Для Эбби диагноз стал оправданием. С самого начала, когда у нее не получалось кормить его грудью, она думала, что делает что-то не так. Значит, из относительно тихого и спокойного младенца он превратился в ребенка, плохо переносящего прикосновения, не потому, что я ему отвратительна, поняла она. И когда на курсах молодых мам толпа незнакомых детей вокруг так ошарашила Каллума, что он больно ударил девочку кубиком, я тоже была ни при чем. Оказывается, все это – проявления аутизма. И она сняла с себя вину. По крайней мере, частично. Но для Гленна все было по-другому: диагноз разрушил его представление об отцовстве, его будущее.

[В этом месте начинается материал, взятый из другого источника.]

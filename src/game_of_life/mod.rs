//! Game of Life core: cells, the toroidal board, and frame persistence

pub mod board;
pub mod cell;
pub mod error;
pub mod io;

pub use board::{Board, DEFAULT_LIVE_DENSITY};
pub use cell::Cell;
pub use error::BoardError;
pub use io::{apply_frame, create_example_patterns, frame_to_string, load_state, save_state};
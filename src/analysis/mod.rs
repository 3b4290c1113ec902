//! Multi-generation experiments over boards

pub mod stability;
pub mod symmetry;

pub use stability::{
    run_trial, StabilityCriterion, StabilityExperiment, StabilityReport, StabilityTracker,
    TrialOutcome,
};
pub use symmetry::{average_symmetry, SymmetrySummary};
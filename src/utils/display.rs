//! Display and output formatting utilities

use crate::game_of_life::Board;

/// Format boards for console output
pub struct BoardFormatter;

impl BoardFormatter {
    /// Grid as `'#'`/`'.'` rows
    pub fn format_board(board: &Board) -> String {
        board.to_string()
    }

    /// Live-cell and symmetry counters shown under the grid
    pub fn format_status(board: &Board) -> String {
        format!(
            "Live cells: {}\nSymmetric elements: {}\n",
            board.count_live_cells(),
            board.count_symmetric_elements()
        )
    }

    /// Format a board with coordinates
    pub fn format_board_with_coords(board: &Board) -> String {
        let mut output = String::new();

        // Header with column numbers
        output.push_str("   ");
        for x in 0..board.columns() {
            output.push_str(&format!("{}", x % 10));
        }
        output.push('\n');

        // Rows with row numbers
        for y in 0..board.rows() {
            output.push_str(&format!("{:2} ", y));
            for x in 0..board.columns() {
                output.push(if board.is_alive(x, y) { '#' } else { '.' });
            }
            output.push('\n');
        }

        output
    }

    /// Key legend for the interactive loop
    pub fn format_help() -> &'static str {
        "[N]ext pattern  [S]ave  [L]oad  [A] stability  [Y] symmetry  [Q]uit  other: step\n"
    }

    /// Convert `\n` to `\r\n` for a terminal in raw mode
    pub fn to_raw_lines(text: &str) -> String {
        text.replace('\n', "\r\n")
    }
}

/// Color output utilities
pub struct ColorOutput;

impl ColorOutput {
    /// Format text with color (if terminal supports it)
    pub fn colored(text: &str, color: Color) -> String {
        if Self::supports_color() {
            format!("\x1b[{}m{}\x1b[0m", color.code(), text)
        } else {
            text.to_string()
        }
    }

    /// Check if terminal supports color
    fn supports_color() -> bool {
        std::env::var("NO_COLOR").is_err()
            && (std::env::var("TERM").unwrap_or_default() != "dumb")
    }

    pub fn success(text: &str) -> String {
        Self::colored(text, Color::Green)
    }

    pub fn error(text: &str) -> String {
        Self::colored(text, Color::Red)
    }

    pub fn warning(text: &str) -> String {
        Self::colored(text, Color::Yellow)
    }

    pub fn info(text: &str) -> String {
        Self::colored(text, Color::Blue)
    }
}

#[derive(Debug, Clone, Copy)]
pub enum Color {
    Red,
    Green,
    Yellow,
    Blue,
}

impl Color {
    fn code(self) -> u8 {
        match self {
            Color::Red => 31,
            Color::Green => 32,
            Color::Yellow => 33,
            Color::Blue => 34,
        }
    }
}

Спустя несколько дней после того, как они узнали новость, между ними состоялся разговор. Гленн, специалист по компьютерам, долгие часы прочесывал Интернет, и вместо того, чтобы искать группы поддержки или веб-сайты, где раскрывается сущность проблемы, откапывал лишь все самое бесполезное.

– Судя по всему, мы не сможем его брать с собой почти никуда – Каллума будет раздражать обстановка, он не сможет общаться с окружающими, – сказал Гленн.

В отличие от мужа, Эбби чувствовала облегчение и благодарность.

– Но это значит, что нам помогут. Мы знаем, как действовать.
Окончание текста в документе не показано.